Because they clearly do.
Nations live inside stories.
Economies live inside stories.
Institutions live inside stories.
Identities live inside stories.
Even futures live inside stories.
The supposedly obsolete phenomenon refuses to disappear.
The object trap
Object-thinking reaches for a familiar explanation.
Perhaps myths are simply false beliefs.
Descriptions mistaken for reality.
Primitive attempts at explanation.
The problem appears solved.
Science explains reality.
Myth merely decorates it.
Yet difficulties quickly emerge.
Because myths often continue shaping action even when their factual status becomes secondary.
People organise themselves around stories.
Sacrifice for stories.
Build institutions around stories.
Imagine futures through stories.
Something more than explanation appears to be occurring.
The strange appearance
Myths behave curiously.
They do not merely describe worlds.
They organise worlds.
They shape expectations.
Orient activity.
Coordinate possibilities.
Provide horizons within which actions become meaningful.
The monster quietly returns.
Not because myths are irrational.
Because stories increasingly appear to participate in reality rather than merely reflecting it.
The relational turn
Suppose myths are not primarily failed descriptions.
Suppose myths are organisations of possibility.
Then something shifts.
Myths no longer appear as mistaken theories awaiting correction.
They become ways of organising collective becoming.
Narratives.
Symbols.
Practices.
Values.
Memories.
Imagined futures.
None alone constitutes myth.
Yet through their ongoing organisation, worlds become available.
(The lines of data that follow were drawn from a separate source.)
// Copyright (c) 2025 Erick Bourgeois, firestoned
// SPDX-License-Identifier: MIT

//! Bidirectional conversion between typed trees and wire objects.
//!
//! - [`expand`] turns a planned [`ValueTree`] into a [`WireObject`] request.
//! - [`flatten`] turns a [`WireObject`] response back into a [`ValueTree`].
//!
//! Both walk the [`Schema`] attribute by attribute, so cardinality, immutability
//! and write-only rules are enforced here rather than left to NIOS.

use crate::constants::EXTATTR_VALUE_KEY;
use crate::errors::ConversionError;
use crate::identity::extract_identity;
use crate::schema::{Attribute, AttributeType, Binding, Schema};
use crate::value::{AttrValue, MapOfMaps, Value, ValueTree};
use crate::wire::WireObject;
use serde_json::{Map, Value as Json};
use std::collections::BTreeMap;

/// Build the wire request for a planned tree.
///
/// Only known values are sent: null and unknown attributes are omitted, never
/// replaced by a zero value. Computed-only attributes are never sent, and
/// immutable attributes are sent only when `is_create` is `true`.
///
/// # Errors
///
/// Returns [`ConversionError::TypeMismatch`] if a known value does not have the
/// attribute's declared type.
pub fn expand(
    schema: &Schema,
    tree: &ValueTree,
    is_create: bool,
) -> Result<WireObject, ConversionError> {
    let mut object = WireObject::default();

    for attribute in schema.attributes() {
        let Some(wire_name) = attribute.wire_name() else {
            continue;
        };
        if attribute.cardinality.is_computed_only() || (attribute.immutable && !is_create) {
            continue;
        }
        let Value::Known(value) = tree.get(attribute.name) else {
            continue;
        };
        object
            .fields
            .insert(wire_name.to_string(), expand_value(attribute, value)?);
    }

    Ok(object)
}

fn expand_value(attribute: &Attribute, value: &AttrValue) -> Result<Json, ConversionError> {
    let json = match (attribute.attr_type, value) {
        (AttributeType::String, AttrValue::String(s)) => Json::String(s.clone()),
        (AttributeType::Int32, AttrValue::Int32(n)) => Json::from(*n),
        (AttributeType::Bool, AttrValue::Bool(b)) => Json::Bool(*b),
        (AttributeType::Map, AttrValue::Map(map)) => Json::Object(string_map_to_json(map)),
        (AttributeType::MapOfMaps, AttrValue::MapOfMaps(maps)) => Json::Object(
            maps.iter()
                .map(|(key, inner)| (key.clone(), Json::Object(string_map_to_json(inner))))
                .collect(),
        ),
        _ => return Err(mismatch(attribute, value.type_name())),
    };
    Ok(json)
}

fn string_map_to_json(map: &BTreeMap<String, String>) -> Map<String, Json> {
    map.iter()
        .map(|(key, value)| (key.clone(), Json::String(value.clone())))
        .collect()
}

/// Build the typed tree for a wire response.
///
/// A missing source object yields `None`, the typed-null tombstone. Otherwise
/// every schema attribute is set: absent fields become null, never unknown.
///
/// # Errors
///
/// Returns a [`ConversionError`] if a field has the wrong JSON type or the
/// reference has no identity segment.
pub fn flatten(
    schema: &Schema,
    from: Option<&WireObject>,
) -> Result<Option<ValueTree>, ConversionError> {
    from.map(|object| flatten_object(schema, object)).transpose()
}

/// Flatten an object that is known to be present.
///
/// # Errors
///
/// See [`flatten`].
pub fn flatten_object(schema: &Schema, from: &WireObject) -> Result<ValueTree, ConversionError> {
    let mut tree = ValueTree::new();

    for attribute in schema.attributes() {
        let value = match attribute.binding {
            Binding::Reference => Value::from(from.reference.clone().map(AttrValue::String)),
            Binding::Identity => match from.reference.as_deref() {
                Some(reference) => {
                    let identity = extract_identity(reference).ok_or_else(|| {
                        ConversionError::MalformedReference {
                            reference: reference.to_string(),
                        }
                    })?;
                    Value::Known(AttrValue::String(identity.to_string()))
                }
                None => Value::Null,
            },
            Binding::Field(wire_name) => match from.field(wire_name) {
                None | Some(Json::Null) => Value::Null,
                Some(json) => Value::Known(flatten_value(attribute, json)?),
            },
            Binding::Local => Value::Null,
        };
        tree.set(attribute.name, value);
    }

    Ok(tree)
}

/// Flatten every object of a list response, keeping the remote order.
///
/// # Errors
///
/// Returns the first [`ConversionError`] encountered.
pub fn flatten_list(
    schema: &Schema,
    from: &[WireObject],
) -> Result<Vec<ValueTree>, ConversionError> {
    from.iter().map(|object| flatten_object(schema, object)).collect()
}

fn flatten_value(attribute: &Attribute, json: &Json) -> Result<AttrValue, ConversionError> {
    let value = match attribute.attr_type {
        AttributeType::String => json
            .as_str()
            .map(|s| AttrValue::String(s.to_string()))
            .ok_or_else(|| mismatch(attribute, json_type(json)))?,
        AttributeType::Int32 => json
            .as_i64()
            .and_then(|n| i32::try_from(n).ok())
            .map(AttrValue::Int32)
            .ok_or_else(|| mismatch(attribute, json_type(json)))?,
        AttributeType::Bool => json
            .as_bool()
            .map(AttrValue::Bool)
            .ok_or_else(|| mismatch(attribute, json_type(json)))?,
        AttributeType::Map => {
            let object = json
                .as_object()
                .ok_or_else(|| mismatch(attribute, json_type(json)))?;
            AttrValue::Map(json_to_string_map(object))
        }
        AttributeType::MapOfMaps => {
            let object = json
                .as_object()
                .ok_or_else(|| mismatch(attribute, json_type(json)))?;
            let mut maps = MapOfMaps::new();
            for (key, inner) in object {
                let inner = match inner {
                    Json::Object(inner) => json_to_string_map(inner),
                    // A bare scalar is shorthand for {"value": scalar}
                    scalar => {
                        BTreeMap::from([(EXTATTR_VALUE_KEY.to_string(), json_to_text(scalar))])
                    }
                };
                maps.insert(key.clone(), inner);
            }
            AttrValue::MapOfMaps(maps)
        }
        AttributeType::List => return Err(mismatch(attribute, json_type(json))),
    };
    Ok(value)
}

fn json_to_string_map(object: &Map<String, Json>) -> BTreeMap<String, String> {
    object
        .iter()
        .map(|(key, value)| (key.clone(), json_to_text(value)))
        .collect()
}

/// Render a JSON leaf as text; integer extensible attributes come back as numbers.
fn json_to_text(json: &Json) -> String {
    match json {
        Json::String(s) => s.clone(),
        other => other.to_string(),
    }
}

fn json_type(json: &Json) -> &'static str {
    match json {
        Json::Null => "null",
        Json::Bool(_) => "bool",
        Json::Number(n) if n.is_i64() || n.is_u64() => "integer",
        Json::Number(_) => "number",
        Json::String(_) => "string",
        Json::Array(_) => "array",
        Json::Object(_) => "object",
    }
}

fn mismatch(attribute: &Attribute, found: &str) -> ConversionError {
    ConversionError::TypeMismatch {
        attribute: attribute.name.to_string(),
        expected: attribute.attr_type.name(),
        found: found.to_string(),
    }
}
The question therefore changes.
Not:
Is this story true?
But:
What possibilities does this story make available?
The revelation
And now something curious becomes visible.
Perhaps modernity never escaped myth.
Perhaps it simply generated new ones.
Stories of progress.
Stories of markets.
Stories of nations.
Stories of technology.
Stories of endless growth.
Stories of individuality.
The issue was never whether human beings would live within myths.
The issue was always:
which myths organise possibility?
And suddenly the horizon itself begins becoming visible again.
Because perhaps the future will not emerge merely through technologies or discoveries.
Perhaps it will also emerge through stories not yet fully imagined.
Stories capable of organising possibilities that currently remain difficult to see.